I was intrigued by the problem of coping with the visits of both survivors, who needed to remember, and ‘regular’ tourists including school parties, who needed ‘never to forget’. I read up on dissonant heritage (Tunbridge & Ashworth, 1996) and started to consider how the camp site might be interpreted as contested space.
Later I was to visit Mauthausen Camp, an eye-opener as quite a different approach had been adopted.

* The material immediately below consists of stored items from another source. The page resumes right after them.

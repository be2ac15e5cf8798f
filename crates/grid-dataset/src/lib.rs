//! Gridded dataset model used by the acquisition pipeline.
//!
//! A [`Dataset`] is a set of named dimensions plus variables laid out over
//! them. Variable payloads are [`LazyArray`] handles, so opening many files
//! and merging them costs only metadata until values are actually read.
//!
//! - [`combine_by_coords`] outer-joins datasets on their index coordinates.
//! - [`DimensionNormalizer`] maps `Time`/`Latitude`/`Longitude` style names
//!   onto `time`/`lat`/`lon`.
//! - [`cf`] holds the CF-convention decoding shared by the file readers.

pub mod array;
pub mod cf;
pub mod dataset;
pub mod error;
pub mod merge;
pub mod normalize;

pub use array::{ArrayData, ArraySource, InMemoryArray, LazyArray};
pub use cf::{Packing, TimeUnits, EPOCH_UNITS};
pub use dataset::{Dataset, Dimension, Index, Variable, VariableRole};
pub use error::{DatasetError, Result};
pub use merge::combine_by_coords;
pub use normalize::DimensionNormalizer;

At Mauthausen there is a rare attempt at explaing just how something as incredible as the Holocaust could actually have happened.
A visit to the Maritime Museum in Liverpool and its display on the ‘middle passage’ prompted more thought, visits to other UK centres with displays on slavery, and another article.
Both topics lead me to reflect on issues of identity and ‘whose heritage is it anyway?’
The drift of ‘dark tourism’ lately has been to broaden its scope, a move with which I am not entirely in sympathy. I find it unreasonable to classify the London Dungeons and walking tourswith ghost themes aling with the Holocaust and slavery.
Currently I am writing a book chapter provisionally entitled Genocide Tourism, and recently I contributed to the Institute for the Public Understanding of the Past website on ‘1807 Commemorated’, run by the University of York.